John Cale – Shifty Adventures In Nookie Wood

Continued boundary-pushing

In the intervening years since his last solo album (2005’s patchy ‘blackAcetate’), John Cale has contributed on LCD Soundsystem and Shortwave Set records, produced  albums by Alejandro Escovedo and Ambulance Ltd and represented Wales at the 2009 Venice Biennale. In 2010, Cale toured his seminal ‘Paris 1919’ album, while last year he was invited by Nobel Peace prize winner Aung San Suu Kyi to play at the Brighton Festival. The Velvet Underground pioneer, who turned seventy in March, shows no sign of steadying his innate creative restlessness.

This new album (a first full-length release on Double Six after last September’s ‘Extra Playful’ EP), sees Cale fuse his state-of-the-art LA studio gadgetry to an undimmed desire for experimentation. With the Welsh icon making full use of  technology, there is a maximal feel to  ‘Shifty Adventures’. At times the effects are superb; opener ‘I Wanna Talk 2 U’ – created during a jam session with Danger Mouse – is an elegant, adult pop song. Better still is the spiky judder of ‘Scotland Yard’ and the space-funk of ‘Hemingway’.

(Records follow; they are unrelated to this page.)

use chrono::{DateTime, Utc};
use log::debug;
use sqlx::{FromRow, SqliteConnection};

use crate::{
    db_types::{
        NewOrder, Order, OrderId, OrderStatusType, PaymentStatusType, TrackingEvent,
    },
    traits::OrderApiError,
};

#[derive(Debug, Clone, FromRow)]
struct OrderRow {
    id: i64,
    order_number: String,
    customer_id: i64,
    status: String,
    payment_method: String,
    payment_status: String,
    transaction_id: Option<String>,
    paid_at: Option<DateTime<Utc>>,
    items: String,
    summary: String,
    shipping: String,
    notes: Option<String>,
    version: i64,
    created_at: DateTime<Utc>,
    updated_at: DateTime<Utc>,
}

impl OrderRow {
    /// Inflates the row into a full order. The JSON columns were serialized by us at insert time,
    /// so a parse failure indicates data corruption and surfaces as a database error.
    fn into_order(self, tracking: Vec<TrackingEvent>) -> Result<Order, OrderApiError> {
        let items = serde_json::from_str(&self.items)
            .map_err(|e| OrderApiError::DatabaseError(format!("Corrupt items column on order {}: {e}", self.order_number)))?;
        let summary = serde_json::from_str(&self.summary)
            .map_err(|e| OrderApiError::DatabaseError(format!("Corrupt summary column on order {}: {e}", self.order_number)))?;
        let shipping = serde_json::from_str(&self.shipping)
            .map_err(|e| OrderApiError::DatabaseError(format!("Corrupt shipping column on order {}: {e}", self.order_number)))?;
        Ok(Order {
            id: self.id,
            order_number: OrderId(self.order_number),
            customer_id: self.customer_id,
            status: OrderStatusType::from(self.status),
            payment_method: self.payment_method.into(),
            payment_status: PaymentStatusType::from(self.payment_status),
            transaction_id: self.transaction_id,
            paid_at: self.paid_at,
            items,
            summary,
            shipping,
            tracking,
            notes: self.notes,
            version: self.version,
            created_at: self.created_at,
            updated_at: self.updated_at,
        })
    }
}

#[derive(Debug, Clone, FromRow)]
struct TrackingRow {
    status: String,
    timestamp: DateTime<Utc>,
    actor: String,
    location: Option<String>,
    description: Option<String>,
}

impl From<TrackingRow> for TrackingEvent {
    fn from(row: TrackingRow) -> Self {
        TrackingEvent {
            status: OrderStatusType::from(row.status),
            timestamp: row.timestamp,
            actor: row.actor,
            location: row.location,
            description: row.description,
        }
    }
}

/// Inserts a new order (status `PENDING_PAYMENT`, payment status `PENDING`, version 1) and the
/// first tracking entry. The unique constraint on `order_number` converts a collision into
/// [`OrderApiError::OrderAlreadyExists`].
pub async fn insert_order(
    order: NewOrder,
    initial_event: TrackingEvent,
    conn: &mut SqliteConnection,
) -> Result<Order, OrderApiError> {
    let items = serde_json::to_string(&order.items)
        .map_err(|e| OrderApiError::OrderCreationFailed(format!("Could not serialize order items: {e}")))?;
    let summary = serde_json::to_string(&order.summary)
        .map_err(|e| OrderApiError::OrderCreationFailed(format!("Could not serialize order summary: {e}")))?;
    let shipping = serde_json::to_string(&order.shipping)
        .map_err(|e| OrderApiError::OrderCreationFailed(format!("Could not serialize shipping details: {e}")))?;
    let result = sqlx::query(
        r#"
            INSERT INTO orders (
                order_number, customer_id, status, payment_method, payment_status,
                items, summary, shipping, notes, version, created_at, updated_at
            ) VALUES ($1, $2, $3, $4, $5, $6, $7, $8, $9, 1, $10, $10)
        "#,
    )
    .bind(order.order_number.as_str())
    .bind(order.customer_id)
    .bind(OrderStatusType::PendingPayment.to_string())
    .bind(order.payment_method.to_string())
    .bind(PaymentStatusType::Pending.to_string())
    .bind(items)
    .bind(summary)
    .bind(shipping)
    .bind(order.notes.clone())
    .bind(order.created_at)
    .execute(&mut *conn)
    .await;
    if let Err(e) = result {
        if e.as_database_error().map(|db| db.is_unique_violation()).unwrap_or(false) {
            return Err(OrderApiError::OrderAlreadyExists(order.order_number));
        }
        return Err(e.into());
    }
    insert_tracking_event(&order.order_number, initial_event, &mut *conn).await?;
    debug!("🗃️ Order [{}] inserted for customer {}", order.order_number, order.customer_id);
    fetch_order_by_number(&order.order_number, conn)
        .await?
        .ok_or_else(|| OrderApiError::OrderCreationFailed(format!("Order {} vanished after insert", order.order_number)))
}

pub async fn fetch_order_by_number(
    order_number: &OrderId,
    conn: &mut SqliteConnection,
) -> Result<Option<Order>, OrderApiError> {
    let row: Option<OrderRow> = sqlx::query_as("SELECT * FROM orders WHERE order_number = $1")
        .bind(order_number.as_str())
        .fetch_optional(&mut *conn)
        .await?;
    match row {
        Some(row) => {
            let tracking = fetch_tracking(order_number, conn).await?;
            Ok(Some(row.into_order(tracking)?))
        },
        None => Ok(None),
    }
}

pub async fn fetch_orders_for_customer(customer_id: i64, conn: &mut SqliteConnection) -> Result<Vec<Order>, OrderApiError> {
    let rows: Vec<OrderRow> =
        sqlx::query_as("SELECT * FROM orders WHERE customer_id = $1 ORDER BY created_at DESC, id DESC")
            .bind(customer_id)
            .fetch_all(&mut *conn)
            .await?;
    inflate_rows(rows, conn).await
}

pub async fn fetch_orders(skip: i64, limit: i64, conn: &mut SqliteConnection) -> Result<Vec<Order>, OrderApiError> {
    let rows: Vec<OrderRow> = sqlx::query_as("SELECT * FROM orders ORDER BY created_at DESC, id DESC LIMIT $1 OFFSET $2")
        .bind(limit)
        .bind(skip)
        .fetch_all(&mut *conn)
        .await?;
    inflate_rows(rows, conn).await
}

async fn inflate_rows(rows: Vec<OrderRow>, conn: &mut SqliteConnection) -> Result<Vec<Order>, OrderApiError> {
    let mut orders = Vec::with_capacity(rows.len());
    for row in rows {
        let tracking = fetch_tracking(&OrderId(row.order_number.clone()), &mut *conn).await?;
        orders.push(row.into_order(tracking)?);
    }
    Ok(orders)
}

async fn fetch_tracking(order_number: &OrderId, conn: &mut SqliteConnection) -> Result<Vec<TrackingEvent>, OrderApiError> {
    let rows: Vec<TrackingRow> = sqlx::query_as(
        "SELECT status, timestamp, actor, location, description FROM order_tracking WHERE order_number = $1 ORDER BY id",
    )
    .bind(order_number.as_str())
    .fetch_all(conn)
    .await?;
    Ok(rows.into_iter().map(TrackingEvent::from).collect())
}

async fn insert_tracking_event(
    order_number: &OrderId,
    event: TrackingEvent,
    conn: &mut SqliteConnection,
) -> Result<(), OrderApiError> {
    sqlx::query(
        r#"
            INSERT INTO order_tracking (order_number, status, timestamp, actor, location, description)
            VALUES ($1, $2, $3, $4, $5, $6)
        "#,
    )
    .bind(order_number.as_str())
    .bind(event.status.to_string())
    .bind(event.timestamp)
    .bind(event.actor)
    .bind(event.location)
    .bind(event.description)
    .execute(conn)
    .await?;
    Ok(())
}

/// Compare-and-swap status update. The UPDATE is conditional on `expected_version`; zero affected
/// rows means either the order is gone or someone got in first, and we fetch to tell the two
/// apart.
pub async fn update_order_status(
    order_number: &OrderId,
    new_status: OrderStatusType,
    event: TrackingEvent,
    expected_version: i64,
    conn: &mut SqliteConnection,
) -> Result<Order, OrderApiError> {
    let result = sqlx::query(
        r#"
            UPDATE orders
            SET status = $1, version = version + 1, updated_at = $2
            WHERE order_number = $3 AND version = $4
        "#,
    )
    .bind(new_status.to_string())
    .bind(Utc::now())
    .bind(order_number.as_str())
    .bind(expected_version)
    .execute(&mut *conn)
    .await?;
    if result.rows_affected() == 0 {
        return Err(conflict_or_missing(order_number, expected_version, conn).await?);
    }
    insert_tracking_event(order_number, event, &mut *conn).await?;
    fetch_order_by_number(order_number, conn)
        .await?
        .ok_or_else(|| OrderApiError::OrderNotFound(order_number.clone()))
}

/// Compare-and-swap payment status update. `transaction_id` and `paid_at` only overwrite the
/// stored values when provided.
pub async fn update_payment_status(
    order_number: &OrderId,
    new_status: PaymentStatusType,
    transaction_id: Option<&str>,
    paid_at: Option<DateTime<Utc>>,
    expected_version: i64,
    conn: &mut SqliteConnection,
) -> Result<Order, OrderApiError> {
    let result = sqlx::query(
        r#"
            UPDATE orders
            SET payment_status = $1,
                transaction_id = COALESCE($2, transaction_id),
                paid_at = COALESCE($3, paid_at),
                version = version + 1,
                updated_at = $4
            WHERE order_number = $5 AND version = $6
        "#,
    )
    .bind(new_status.to_string())
    .bind(transaction_id)
    .bind(paid_at)
    .bind(Utc::now())
    .bind(order_number.as_str())
    .bind(expected_version)
    .execute(&mut *conn)
    .await?;
    if result.rows_affected() == 0 {
        return Err(conflict_or_missing(order_number, expected_version, conn).await?);
    }
    fetch_order_by_number(order_number, conn)
        .await?
        .ok_or_else(|| OrderApiError::OrderNotFound(order_number.clone()))
}

async fn conflict_or_missing(
    order_number: &OrderId,
    expected_version: i64,
    conn: &mut SqliteConnection,
) -> Result<OrderApiError, OrderApiError> {
    let exists: Option<(i64,)> = sqlx::query_as("SELECT id FROM orders WHERE order_number = $1")
        .bind(order_number.as_str())
        .fetch_optional(conn)
        .await?;
    Ok(match exists {
        Some(_) => OrderApiError::VersionConflict { order_number: order_number.clone(), expected_version },
        None => OrderApiError::OrderNotFound(order_number.clone()),
    })
}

However, there are wobbles with the quality control – ‘Nookie Wood’ is an artfully arranged slice of electro-soul that suffers from the clunking lyric of the chorus. ‘December Rains’ never recovers from Cale’s noble vocal being shredded through a vocoder, while the urgent beats of ‘Mary’ cannot hide the limpest of melodies. But, these niggles aside, for an artist in his eighth decade, John Cale’s continued boundary-pushing is nigh-on astonishing.